- **EXERCISE**
Lines holding the word "Lovelace" must be located in the listing below and copied.

┌──

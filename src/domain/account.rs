//! Account domain types
//!
//! An account has two identities: the store-assigned `id` used in URLs and
//! the random public `number` that tokens are bound to.

use chrono::{DateTime, Utc};
use rand::Rng;
use serde::Serialize;

/// Store-assigned internal identifier
pub type AccountId = i64;

/// Public account number embedded in tokens
pub type AccountNumber = i64;

/// Account numbers are drawn from `1..ACCOUNT_NUMBER_LIMIT`
pub const ACCOUNT_NUMBER_LIMIT: AccountNumber = 1_000_000;

/// Maximum length of a name field (matches the column width)
pub const MAX_NAME_LEN: usize = 50;

/// A persisted account.
///
/// The password hash is never serialized.
#[derive(Debug, Clone, PartialEq, Eq, Serialize)]
pub struct Account {
    pub id: AccountId,
    #[serde(rename = "firstname")]
    pub first_name: String,
    #[serde(rename = "lastname")]
    pub last_name: String,
    pub number: AccountNumber,
    #[serde(skip_serializing)]
    pub encrypted_password: String,
    pub balance: i64,
    #[serde(rename = "createdAt")]
    pub created_at: DateTime<Utc>,
}

/// An account that has not been stored yet.
#[derive(Debug, Clone)]
pub struct NewAccount {
    pub first_name: String,
    pub last_name: String,
    pub number: AccountNumber,
    pub encrypted_password: String,
    pub created_at: DateTime<Utc>,
}

impl NewAccount {
    /// Build a new account with a freshly drawn account number and zero balance.
    pub fn new(first_name: String, last_name: String, encrypted_password: String) -> Self {
        Self {
            first_name,
            last_name,
            number: generate_account_number(),
            encrypted_password,
            created_at: Utc::now(),
        }
    }

    /// Replace the account number, used when the drawn one is already taken.
    pub fn with_number(mut self, number: AccountNumber) -> Self {
        self.number = number;
        self
    }

    /// Materialize into an `Account` once the store has assigned an id.
    pub fn into_account(self, id: AccountId) -> Account {
        Account {
            id,
            first_name: self.first_name,
            last_name: self.last_name,
            number: self.number,
            encrypted_password: self.encrypted_password,
            balance: 0,
            created_at: self.created_at,
        }
    }
}

/// Draw a random positive account number.
pub fn generate_account_number() -> AccountNumber {
    rand::thread_rng().gen_range(1..ACCOUNT_NUMBER_LIMIT)
}

/// Validate a name field, returning the trimmed value.
pub fn validate_name(field: &str, value: &str) -> Result<String, String> {
    let value = value.trim();
    if value.is_empty() {
        return Err(format!("{} must not be empty", field));
    }
    if value.chars().count() > MAX_NAME_LEN {
        return Err(format!("{} must be at most {} characters", field, MAX_NAME_LEN));
    }
    Ok(value.to_string())
}

#[cfg(test)]
mod tests {
    use super::*;

    fn sample_account() -> Account {
        NewAccount::new("Ada".to_string(), "Lovelace".to_string(), "$2b$04$hash".to_string())
            .with_number(42)
            .into_account(7)
    }

    #[test]
    fn test_generated_numbers_in_range() {
        for _ in 0..1000 {
            let number = generate_account_number();
            assert!(number > 0 && number < ACCOUNT_NUMBER_LIMIT);
        }
    }

    #[test]
    fn test_new_account_starts_with_zero_balance() {
        let account = sample_account();
        assert_eq!(account.id, 7);
        assert_eq!(account.number, 42);
        assert_eq!(account.balance, 0);
    }

    #[test]
    fn test_account_serialization_hides_password() {
        let json = serde_json::to_value(sample_account()).unwrap();

        assert_eq!(json["id"], 7);
        assert_eq!(json["firstname"], "Ada");
        assert_eq!(json["lastname"], "Lovelace");
        assert_eq!(json["number"], 42);
        assert_eq!(json["balance"], 0);
        assert!(json.get("createdAt").is_some());
        assert!(json.get("encrypted_password").is_none());
        assert!(!json.to_string().contains("$2b$04$hash"));
    }

    #[test]
    fn test_validate_name() {
        assert_eq!(validate_name("firstName", "  Ada ").unwrap(), "Ada");
        assert!(validate_name("firstName", "   ").is_err());
        assert!(validate_name("lastName", &"x".repeat(MAX_NAME_LEN + 1)).is_err());
        assert!(validate_name("lastName", &"x".repeat(MAX_NAME_LEN)).is_ok());
    }
}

└──

- **RESULT OF THIS EXERCISE**
        NewAccount::new("Ada".to_string(), "Lovelace".to_string(), "$2b$04$hash".to_string())
        assert_eq!(json["lastname"], "Lovelace");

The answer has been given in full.